U.S. consumers are so fed up with rising prices they would rather see the economy shrink than watch their costs get any higher, according to Neel Kashkari, president of the Federal Reserve Bank of Minneapolis.

As a result Kashkari, who has led the organization since January 2016, had some bad news for Wall Street: he doesn’t believe a cut is coming any time soon.

Financiers have been waiting for Jerome Powell to confirm when rates will begin to fall from a more than two-decade high.

Many previously believed that the process would have already begun by this point in the year, but analysts began revising their expectations when CPI data continued to come back sticky.

Indeed, inflation stubbornly stayed at 3.4% in April—exactly the same as it was back in December.

The figure is an improvement when viewed with a longer-term lens; however, when it peaked at 9.1% in June 2022, it still stayed well above the Fed’s 2% target.

While analysts who had hoped to work a cut into their forecasts may be disappointed, Kashkari insists a continued grip on monetary policy is what consumers want to see.

“I have learned that the American people—and maybe people in Europe equally—really hate high inflation. I mean, really viscerally hate high inflation,” he told the Financial Times’s ‘The Economics Show podcast.

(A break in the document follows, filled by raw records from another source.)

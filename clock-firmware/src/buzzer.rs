//! Alarm buzzer pattern driver.
//!
//! Drives an active buzzer (on-board oscillator, DC input) through a
//! single GPIO. The alert is not a steady tone but a repeating
//! triple-beep: within each 1.2 second cycle the buzzer is on for
//! 0-200 ms, 300-500 ms and 600-800 ms, and silent for the rest.
//!
//! # Hardware Design
//!
//! - Active buzzer driven through an NPN transistor on PA7
//! - GPIO high = buzzer sounding
//!
//! The driver is commanded through the [`Buzzer`] trait by the clock
//! core and stepped once per control-loop iteration by [`update`].
//!
//! [`update`]: PatternBuzzer::update

use embassy_stm32::gpio::Output;
use embassy_time::Instant;

use clock_core::types::Buzzer;

/// Length of one beep pattern cycle in milliseconds.
const PATTERN_CYCLE_MS: u64 = 1200;

/// On/off windows within one cycle, as (start, end) milliseconds.
const BEEP_WINDOWS: [(u64, u64); 3] = [(0, 200), (300, 500), (600, 800)];

/// Active buzzer with a gated beep pattern.
pub struct PatternBuzzer {
    /// Buzzer drive GPIO (high = sounding).
    pin: Output<'static>,
    /// Start of the current pattern, `None` while silenced.
    started: Option<Instant>,
    /// Whether the alert has been commanded on.
    active: bool,
}

impl PatternBuzzer {
    /// Creates the driver with the buzzer silenced.
    ///
    /// # Arguments
    ///
    /// * `pin` - Buzzer drive GPIO, initialized low
    pub fn new(pin: Output<'static>) -> Self {
        Self {
            pin,
            started: None,
            active: false,
        }
    }

    /// Advances the beep pattern by one control-loop iteration.
    ///
    /// The pattern phase is derived from the time since `play_alarm`
    /// took effect, so the cadence stays correct however often this
    /// runs.
    pub fn update(&mut self, now: Instant) {
        if !self.active {
            self.pin.set_low();
            return;
        }

        let started = *self.started.get_or_insert(now);
        let phase = (now - started).as_millis() % PATTERN_CYCLE_MS;
        let sounding = BEEP_WINDOWS
            .iter()
            .any(|&(start, end)| phase >= start && phase < end);

        if sounding {
            self.pin.set_high();
        } else {
            self.pin.set_low();
        }
    }
}

impl Buzzer for PatternBuzzer {
    /// Starts the beep pattern from its first beep.
    fn play_alarm(&mut self) {
        if !self.active {
            self.active = true;
            self.started = None;
        }
    }

    /// Silences the buzzer immediately.
    fn stop_alarm(&mut self) {
        self.active = false;
        self.started = None;
        self.pin.set_low();
    }
}
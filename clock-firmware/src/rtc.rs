//! DS1307 real-time clock driver.
//!
//! Battery-backed timekeeping over I2C. The chip keeps counting
//! through power cycles from its coin cell, which is why the stored
//! settings never need to carry a time snapshot forward.
//!
//! # Hardware Design
//!
//! - DS1307 at 7-bit address 0x68 on I2C1 (100 kHz)
//! - CR2032 backup cell on V_BAT
//! - Registers 0x00-0x06 hold seconds through year in BCD
//! - Bit 7 of the seconds register is the clock-halt flag; it powers
//!   up set on a fresh cell and must be cleared once to start the
//!   oscillator
//!
//! # Failure Masking
//!
//! A failed bus transfer returns the last successfully read value, so
//! a transient NACK never puts garbage on the display. The masked
//! value ages at most one control-loop iteration.

use embassy_stm32::i2c::I2c;
use embassy_stm32::mode::Blocking;

use clock_core::types::{Date, Rtc, Time};

/// 7-bit I2C slave address of the DS1307.
const ADDRESS: u8 = 0x68;

/// Clock-halt flag in the seconds register.
const CH_BIT: u8 = 0x80;

/// The year register holds two BCD digits. They are mapped into the
/// 2024-2123 window the settings UI cycles through: 24-99 mean 20xx,
/// 00-23 mean 21xx.
const YEAR_WINDOW_START: u16 = 2024;

fn to_bcd(value: u8) -> u8 {
    (value / 10) << 4 | (value % 10)
}

fn from_bcd(value: u8) -> u8 {
    (value >> 4) * 10 + (value & 0x0F)
}

fn year_from_register(raw: u8) -> u16 {
    let raw = u16::from(from_bcd(raw));
    if raw >= YEAR_WINDOW_START % 100 {
        2000 + raw
    } else {
        2100 + raw
    }
}

/// DS1307 driver with last-known-good read masking.
pub struct Ds1307 {
    i2c: I2c<'static, Blocking>,
    last_time: Time,
    last_date: Date,
}

impl Ds1307 {
    /// Wraps the bus and starts the oscillator if it was halted.
    ///
    /// # Arguments
    ///
    /// * `i2c` - Blocking I2C1 bus with the DS1307 attached
    pub fn new(i2c: I2c<'static, Blocking>) -> Self {
        let mut rtc = Self {
            i2c,
            last_time: Time::default(),
            last_date: Date::default(),
        };
        rtc.ensure_running();
        rtc
    }

    /// Clears the clock-halt flag so the oscillator counts.
    ///
    /// Preserves the seconds value alongside the flag. A bus failure
    /// here is left for the next read to surface.
    fn ensure_running(&mut self) {
        let mut seconds = [0u8];
        if self.i2c.blocking_write_read(ADDRESS, &[0x00], &mut seconds).is_ok()
            && seconds[0] & CH_BIT != 0
        {
            let _ = self
                .i2c
                .blocking_write(ADDRESS, &[0x00, seconds[0] & !CH_BIT]);
        }
    }

    /// Burst-reads registers 0x00-0x06.
    fn read_registers(&mut self) -> Option<[u8; 7]> {
        let mut raw = [0u8; 7];
        self.i2c
            .blocking_write_read(ADDRESS, &[0x00], &mut raw)
            .ok()?;
        Some(raw)
    }
}

impl Rtc for Ds1307 {
    fn time(&mut self) -> Time {
        if let Some(raw) = self.read_registers() {
            let time = Time::new(
                // 24-hour mode is assumed; bit 6 selects 12-hour mode
                // and is never written by this driver.
                from_bcd(raw[2] & 0x3F),
                from_bcd(raw[1] & 0x7F),
                from_bcd(raw[0] & !CH_BIT),
            );
            if time.is_valid() {
                self.last_time = time;
            }
        }
        self.last_time
    }

    fn date(&mut self) -> Date {
        if let Some(raw) = self.read_registers() {
            let date = Date::new(
                from_bcd(raw[4] & 0x3F),
                from_bcd(raw[5] & 0x1F),
                year_from_register(raw[6]),
            );
            if date.is_valid() {
                self.last_date = date;
            }
        }
        self.last_date
    }

    fn set_time(&mut self, time: Time) {
        let frame = [
            0x00,
            to_bcd(time.second),
            to_bcd(time.minute),
            to_bcd(time.hour),
        ];
        if self.i2c.blocking_write(ADDRESS, &frame).is_ok() {
            self.last_time = time;
        }
    }

    fn set_date(&mut self, date: Date) {
        // Register 0x03 is the day-of-week counter, unused here but
        // part of the burst; pin it to 1.
        let frame = [
            0x03,
            1,
            to_bcd(date.day),
            to_bcd(date.month),
            to_bcd((date.year % 100) as u8),
        ];
        if self.i2c.blocking_write(ADDRESS, &frame).is_ok() {
            self.last_date = date;
        }
    }
}
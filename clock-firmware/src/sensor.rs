//! DHT11 temperature/humidity sensor driver.
//!
//! Single-wire bit-banged protocol on one GPIO. A read is requested
//! by holding the line low for 18 ms; the sensor answers with a
//! response pulse and 40 data bits, where the high-pulse width
//! encodes the bit value (roughly 27 us for 0, 70 us for 1).
//!
//! # Hardware Design
//!
//! - DHT11 data line on PA6 with an external 5.1 kΩ pull-up
//! - Open-drain style signalling: the pin switches between push-pull
//!   output for the start pulse and pulled-up input for the reply
//!
//! # Failure Masking
//!
//! The sensor needs at least 2 seconds between reads and its frames
//! occasionally fail the checksum. Reads are throttled to that
//! interval and a failed frame keeps the previous values, so callers
//! always get a plausible reading.

use embassy_stm32::gpio::{Flex, Pull, Speed};
use embassy_time::{block_for, Duration, Instant};

use clock_core::types::Sensor;

/// Minimum spacing between sensor transactions.
const READ_INTERVAL: Duration = Duration::from_secs(2);

/// Start-signal low time requested from the host.
const START_PULSE: Duration = Duration::from_millis(18);

/// High pulses longer than this decode as a 1 bit.
const ONE_THRESHOLD: Duration = Duration::from_micros(49);

/// Per-edge timeout while receiving the reply.
const EDGE_TIMEOUT: Duration = Duration::from_micros(200);

/// DHT11 driver with read throttling and last-known-good masking.
pub struct Dht11 {
    pin: Flex<'static>,
    last_attempt: Option<Instant>,
    temperature: i8,
    humidity: i8,
}

impl Dht11 {
    /// Wraps the data line, idle high until the first read.
    ///
    /// # Arguments
    ///
    /// * `pin` - Data GPIO shared for both directions
    pub fn new(mut pin: Flex<'static>) -> Self {
        pin.set_as_input(Pull::Up);
        Self {
            pin,
            last_attempt: None,
            temperature: 0,
            humidity: 0,
        }
    }

    /// Runs a transaction if the read interval has elapsed.
    fn refresh(&mut self) {
        let now = Instant::now();
        if let Some(last) = self.last_attempt {
            if now - last < READ_INTERVAL {
                return;
            }
        }
        // A failed attempt still counts against the interval, the
        // sensor needs the recovery time either way.
        self.last_attempt = Some(now);

        if let Some(frame) = self.read_frame() {
            self.humidity = frame[0] as i8;
            self.temperature = frame[2] as i8;
        }
    }

    /// One full transaction: start pulse, response, 40 data bits.
    ///
    /// Returns the four payload bytes (integral/decimal humidity,
    /// integral/decimal temperature) after checksum verification.
    fn read_frame(&mut self) -> Option<[u8; 4]> {
        self.pin.set_as_output(Speed::Low);
        self.pin.set_low();
        block_for(START_PULSE);
        self.pin.set_as_input(Pull::Up);

        // Response: ~80 us low, ~80 us high, then the first bit.
        self.wait_for(false)?;
        self.wait_for(true)?;
        self.wait_for(false)?;

        let mut bytes = [0u8; 5];
        for bit in 0..40 {
            let high_at = self.wait_for(true)?;
            let low_at = self.wait_for(false)?;
            if low_at - high_at > ONE_THRESHOLD {
                bytes[bit / 8] |= 0x80 >> (bit % 8);
            }
        }

        let sum = bytes[0]
            .wrapping_add(bytes[1])
            .wrapping_add(bytes[2])
            .wrapping_add(bytes[3]);
        if sum != bytes[4] {
            return None;
        }
        Some([bytes[0], bytes[1], bytes[2], bytes[3]])
    }

    /// Busy-waits for the line to reach `level`, returning when it
    /// did, or `None` on timeout.
    fn wait_for(&mut self, level: bool) -> Option<Instant> {
        let deadline = Instant::now() + EDGE_TIMEOUT;
        loop {
            let now = Instant::now();
            if self.pin.is_high() == level {
                return Some(now);
            }
            if now > deadline {
                return None;
            }
        }
    }
}

impl Sensor for Dht11 {
    fn temperature(&mut self) -> i8 {
        self.refresh();
        self.temperature
    }

    fn humidity(&mut self) -> i8 {
        self.refresh();
        self.humidity
    }
}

Kashkari said that those on the lower end of the income spectrum would rather have a recession than continued inflation, acknowledging that this is the opposite of what many economists would prefer.

He explained that this preference among labor unions is because workers have learned to deal with recessions before and can rely on friends and family for support.

Kashkari illustrated: “I lose my job, I lean on my sister or my parents or my friends, and they help me through it. But high inflation affects everybody. There’s no one I can lean on for help because everyone in my network is experiencing the same thing I’m experiencing.”

‘Remarkably’ resilient

Kashkari, a former aerospace engineer, is more hawkish about how the Fed should continue to handle the base rate in the future.

While Kashkari does not have a vote on the base rate this year, the 12 members of the committee will consider his thoughts—and he’s made it clear he believes the U.S. economy is still relatively healthy.

“In the US, GDP has been remarkably strong, very strong,” he explained. “The labour market has been resilient. Wage growth has been mostly resilient. And we’re seeing even the housing market has shown signs of resilience. So if I look at this resilience and economic activity, that does not look like an economy that is under pressure of very high, very tight monetary policy.”

Currently, the base rate sits at approximately 5.5%—whereas prior to the pandemic, it sat at just 0.25%.

Kashkari predicts that the future of the base rate lies somewhere in the middle, maybe around the 2.5% mark.

But he qualified: “That’s very uncertain. That’s gonna depend on what happens to productivity growth, among other things. And for example, like what impact AI ends up having on the economy?”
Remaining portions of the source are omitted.